28. Juli 2022

Tempo 30 in Städten rettet Menschenleben

Es braucht mehr als Fahrradhelme, damit Radfahrende nicht mehr tödlich verunglücken. In nur 5 Prozent der Fahrradunfälle ist der Kopf betroffen. Temporeduzierungen für den Autoverkehr haben eine viel bessere lebensrettende Wirkung. 

Das stellt die Die Zeit in einem Artikel dar.

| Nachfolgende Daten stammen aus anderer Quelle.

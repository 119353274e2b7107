use std::sync::{Arc, Mutex};

use tokio::io::{AsyncReadExt, AsyncWriteExt};
use tokio::net::TcpStream;
use tokio::net::tcp::OwnedWriteHalf;
use tokio::sync::Notify;
use tokio::sync::mpsc::{self, UnboundedReceiver, UnboundedSender};

use crate::http::middleware::{Flow, Middleware};
use crate::http::parser::{Limits, Parser};
use crate::http::request::{Parsed, Request};
use crate::http::response::Response;
use crate::http::writer::{LAST_CHUNK, encode_chunk, encode_head, encode_response};

/// Most responses that may be in flight on one connection at a time. The
/// worker stops pulling new requests once this many are issued but not yet
/// fully written.
pub const MAX_PIPELINE: usize = 8;

/// State shared between the intake path, the worker and the writer. The
/// parser lives under the same lock as the wait predicate, so byte intake and
/// stage transitions never race the worker.
struct Inner {
    parser: Parser,
    /// In-flight responses, always in `[0, MAX_PIPELINE]`.
    queued: usize,
    closed: bool,
}

struct Shared {
    inner: Mutex<Inner>,
    wake: Notify,
}

impl Shared {
    fn close(&self) {
        let mut inner = self.inner.lock().unwrap();
        inner.closed = true;
        drop(inner);
        self.wake.notify_one();
    }
}

/// One ordered write handed to the writer task. `end_of_response` marks the
/// final bytes of a response, at which point the pipelining depth drops.
struct WriteOp {
    bytes: Vec<u8>,
    end_of_response: bool,
}

/// A single client connection.
///
/// `run` splits the socket and drives three cooperating tasks:
///
/// - the intake loop reads raw bytes and feeds the parser,
/// - the worker runs the Idle/Streaming processing loop,
/// - the writer owns the write half and performs ordered asynchronous writes.
///
/// The worker never awaits a write; it hands bytes to the writer and
/// immediately reconsiders its state, exactly like handing a buffer to an
/// event loop. Teardown joins the worker and then the writer, so nothing the
/// worker could still touch is freed early and writes already issued are
/// drained before the socket goes down.
pub struct Connection {
    stream: TcpStream,
    chain: Arc<dyn Middleware>,
    limits: Limits,
}

impl Connection {
    pub fn new(stream: TcpStream, chain: Arc<dyn Middleware>, limits: Limits) -> Self {
        Self {
            stream,
            chain,
            limits,
        }
    }

    pub async fn run(self) -> anyhow::Result<()> {
        let Connection {
            stream,
            chain,
            limits,
        } = self;
        let (mut rd, wr) = stream.into_split();

        let shared = Arc::new(Shared {
            inner: Mutex::new(Inner {
                parser: Parser::new(limits),
                queued: 0,
                closed: false,
            }),
            wake: Notify::new(),
        });

        let (tx, rx) = mpsc::unbounded_channel();
        let writer = tokio::spawn(write_loop(wr, rx, Arc::clone(&shared)));
        let worker = tokio::spawn(worker_loop(Arc::clone(&shared), chain, tx));

        let mut buf = [0u8; 4096];
        let result = loop {
            match rd.read(&mut buf).await {
                Ok(0) => {
                    tracing::debug!("peer closed the connection");
                    break Ok(());
                }
                Ok(n) => {
                    let produced = {
                        let mut inner = shared.inner.lock().unwrap();
                        inner.parser.push(&buf[..n])
                    };
                    if produced > 0 {
                        shared.wake.notify_one();
                    }
                }
                Err(e) => break Err(anyhow::Error::new(e).context("socket read failed")),
            }
        };

        // Close sequence: set the flag, wake the worker, then join both tasks
        // before the socket halves drop. The worker exits and drops its
        // sender; the writer drains the writes already issued and shuts the
        // stream down.
        shared.close();
        let _ = worker.await;
        let _ = writer.await;

        result
    }
}

/// Records a new in-flight response. Returns false when the connection is
/// closing, in which case nothing should be written.
fn begin_response(shared: &Shared) -> bool {
    let mut inner = shared.inner.lock().unwrap();
    if inner.closed {
        return false;
    }
    inner.queued += 1;
    true
}

fn issue(tx: &UnboundedSender<WriteOp>, bytes: Vec<u8>, end_of_response: bool) {
    let _ = tx.send(WriteOp {
        bytes,
        end_of_response,
    });
}

/// The processing loop: Idle until a complete request (or a pending
/// continuation) exists and the pipeline has room, Streaming while a chunked
/// response is mid-flight. The continuation triple is local to this task; the
/// intake path never touches it.
async fn worker_loop(shared: Arc<Shared>, chain: Arc<dyn Middleware>, tx: UnboundedSender<WriteOp>) {
    let mut streaming: Option<(Request, Response, Arc<dyn Middleware>)> = None;

    loop {
        // Condition-variable wait. The predicate runs under the lock, the
        // await does not.
        loop {
            {
                let inner = shared.inner.lock().unwrap();
                if inner.closed {
                    return;
                }
                if inner.queued < MAX_PIPELINE
                    && (streaming.is_some() || inner.parser.has_complete_request())
                {
                    break;
                }
            }
            shared.wake.notified().await;
        }

        // Streaming: re-enter through the retained cursor, never the chain
        // head, and handle nothing else this wake-up.
        if let Some((req, mut resp, cursor)) = streaming.take() {
            match cursor.call(&req, &mut resp) {
                Ok(Flow::Continue(next)) if !resp.finished() => {
                    let mut bytes = Vec::new();
                    for chunk in resp.take_chunks() {
                        bytes.extend_from_slice(&encode_chunk(&chunk));
                    }
                    if !bytes.is_empty() {
                        issue(&tx, bytes, false);
                    }
                    streaming = Some((req, resp, next));
                }
                Ok(_) => {
                    resp.finish();
                    let mut bytes = Vec::new();
                    for chunk in resp.take_chunks() {
                        bytes.extend_from_slice(&encode_chunk(&chunk));
                    }
                    bytes.extend_from_slice(LAST_CHUNK);
                    issue(&tx, bytes, true);
                }
                Err(err) => {
                    // The head is already on the wire; all we can do is
                    // terminate the stream cleanly.
                    tracing::error!(error = %err, "middleware failed mid-stream, ending chunked response");
                    resp.finish();
                    issue(&tx, LAST_CHUNK.to_vec(), true);
                }
            }
            // The wait predicate stays true while a continuation is pending,
            // so give the intake and writer tasks a turn between chunks.
            tokio::task::yield_now().await;
            continue;
        }

        let parsed = {
            let mut inner = shared.inner.lock().unwrap();
            inner.parser.yield_request()
        };
        let Some(parsed) = parsed else { continue };

        match parsed {
            Parsed::Malformed(err) => {
                tracing::warn!(
                    status = err.status().as_u16(),
                    reason = %err.reason(),
                    "rejecting malformed request"
                );
                let resp = Response::from_error(&err);
                if begin_response(&shared) {
                    issue(&tx, encode_response(&resp), true);
                }
            }
            Parsed::Request(req) => {
                tracing::debug!(method = ?req.method, target = %req.target, "dispatching request");
                let mut resp = Response::new(req.version);
                match chain.call(&req, &mut resp) {
                    Err(err) => {
                        tracing::warn!(
                            status = err.status().as_u16(),
                            reason = %err.reason(),
                            method = ?req.method,
                            target = %req.target,
                            "request dispatch failed"
                        );
                        let resp = Response::from_error(&err);
                        if begin_response(&shared) {
                            issue(&tx, encode_response(&resp), true);
                        }
                    }
                    Ok(flow) => {
                        if resp.is_chunked() {
                            let cursor = match flow {
                                Flow::Continue(c) if !resp.finished() => Some(c),
                                _ => None,
                            };
                            let mut bytes = encode_head(&resp);
                            for chunk in resp.take_chunks() {
                                bytes.extend_from_slice(&encode_chunk(&chunk));
                            }
                            match cursor {
                                Some(c) => {
                                    if begin_response(&shared) {
                                        issue(&tx, bytes, false);
                                        streaming = Some((req, resp, c));
                                    }
                                }
                                None => {
                                    resp.finish();
                                    bytes.extend_from_slice(LAST_CHUNK);
                                    if begin_response(&shared) {
                                        issue(&tx, bytes, true);
                                    }
                                }
                            }
                        } else {
                            resp.finish();
                            if begin_response(&shared) {
                                issue(&tx, encode_response(&resp), true);
                            }
                        }
                    }
                }
            }
        }
    }
}

/// Owns the write half. Ops arrive in issue order over the channel and are
/// written back-to-back; the depth counter drops when a response's final
/// bytes hit the socket. A write failure flags the connection closed but the
/// channel is still drained so the depth accounting stays consistent.
async fn write_loop(mut wr: OwnedWriteHalf, mut rx: UnboundedReceiver<WriteOp>, shared: Arc<Shared>) {
    let mut failed = false;
    while let Some(op) = rx.recv().await {
        if !failed {
            if let Err(e) = wr.write_all(&op.bytes).await {
                tracing::error!(error = %e, "socket write failed");
                failed = true;
                shared.close();
            }
        }
        if op.end_of_response {
            {
                let mut inner = shared.inner.lock().unwrap();
                if inner.queued > 0 {
                    inner.queued -= 1;
                }
            }
            shared.wake.notify_one();
        }
    }
    if !failed {
        let _ = wr.shutdown().await;
    }
}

Eine Helmpflicht für Radfahrende bringt jedenfalls nichts, außer Ärger unter den Radfahrenden und Triumphgefühle unter Autofahrenden und allen anderen, die Radfahrende nicht mögen, und ihnen für die Freiheit, die sie sich nehmen, Rad zu fahren, wenigstens Helm und Schutzwesten aufbürden wollen. Lässt man Autofahrende weiterhin so schnell durch die Stadt fahren wie bisher, dann werden weiterhin Radfahrende durch Autos schwer verletzt oder getötet. 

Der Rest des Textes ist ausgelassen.